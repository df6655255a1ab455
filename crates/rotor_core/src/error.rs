//! Error types for the Rotor runtime.
//!
//! Two error planes coexist:
//!
//! - [`VmError`] — host-facing failures (bad configuration, a boot image
//!   that does not honor the loader contract).  Ordinary Rust errors.
//! - [`KernelError`] — errors raised *inside* the running program
//!   (stack underflow, type checks, division by zero, …).  These are
//!   data: a failing primitive builds a 4-element error array and
//!   transfers control to the image's error-handler quotation.  The ids
//!   are stable because user code pattern-matches on them.

use thiserror::Error;

use crate::objects::cell::Cell;

/// Host-facing errors produced by the Rotor runtime.
#[derive(Debug, Error)]
pub enum VmError {
    /// The boot image (or test fixture) did not install a special object
    /// the core depends on.
    #[error("boot contract violation: {0}")]
    BootContract(&'static str),

    /// The image header failed validation.
    #[error("bad image: {0}")]
    BadImage(&'static str),

    /// A configured size is invalid (zero, unaligned, or too small).
    #[error("bad configuration: {0}")]
    BadConfig(&'static str),
}

/// Convenient `Result` alias for fallible host-facing operations.
pub type VmResult<T> = Result<T, VmError>;

/// Stable kernel error ids expected by user code.
///
/// Numbering matches the historical `vm_error_type` table; slot 2 is
/// reserved (it was unused upstream and the ids after it must not
/// shift).
#[derive(Debug, Clone, Copy, PartialEq, Eq)]
#[repr(usize)]
pub enum KernelError {
    ExpiredAlien = 0,
    Io = 1,
    // 2 reserved
    TypeCheck = 3,
    DivideByZero = 4,
    Signal = 5,
    ArraySize = 6,
    FixnumRange = 7,
    Ffi = 8,
    UndefinedSymbol = 9,
    DatastackUnderflow = 10,
    DatastackOverflow = 11,
    RetainstackUnderflow = 12,
    RetainstackOverflow = 13,
    CallstackUnderflow = 14,
    CallstackOverflow = 15,
    MemoryProtection = 16,
    FpTrap = 17,
    Interrupt = 18,
    CallbackSpaceOverflow = 19,
}

/// First element of every kernel error array, distinguishing VM-raised
/// conditions from user-thrown objects.
pub const KERNEL_ERROR_MARKER: isize = 0;

/// A kernel error signal propagating out of a primitive or handler.
///
/// Carries the id plus the two payload cells that end up in the error
/// array.  Payload cells are always immediates or objects already
/// reachable from the data stack, so a `Trap` in flight never hides a
/// heap reference from the collector.
#[derive(Debug, Clone, Copy)]
pub struct Trap {
    pub kind: KernelError,
    pub arg1: Cell,
    pub arg2: Cell,
}

impl Trap {
    pub fn new(kind: KernelError) -> Self {
        Trap {
            kind,
            arg1: Cell::FALSE,
            arg2: Cell::FALSE,
        }
    }

    pub fn with_args(kind: KernelError, arg1: Cell, arg2: Cell) -> Self {
        Trap { kind, arg1, arg2 }
    }
}

/// `Result` alias for operations that may raise a kernel error.
pub type TrapResult<T> = Result<T, Trap>;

------------------------------------------------------------

EXERCISE DETAILS ->
Using only the listing above, restate exactly the lines from the line containing "filename crates/rotor_core/src/error.rs" through the line containing "a boot image", both included.

REPLY ->
filename crates/rotor_core/src/error.rs
//! Error types for the Rotor runtime.
//!
//! Two error planes coexist:
//!
//! - [`VmError`] — host-facing failures (bad configuration, a boot image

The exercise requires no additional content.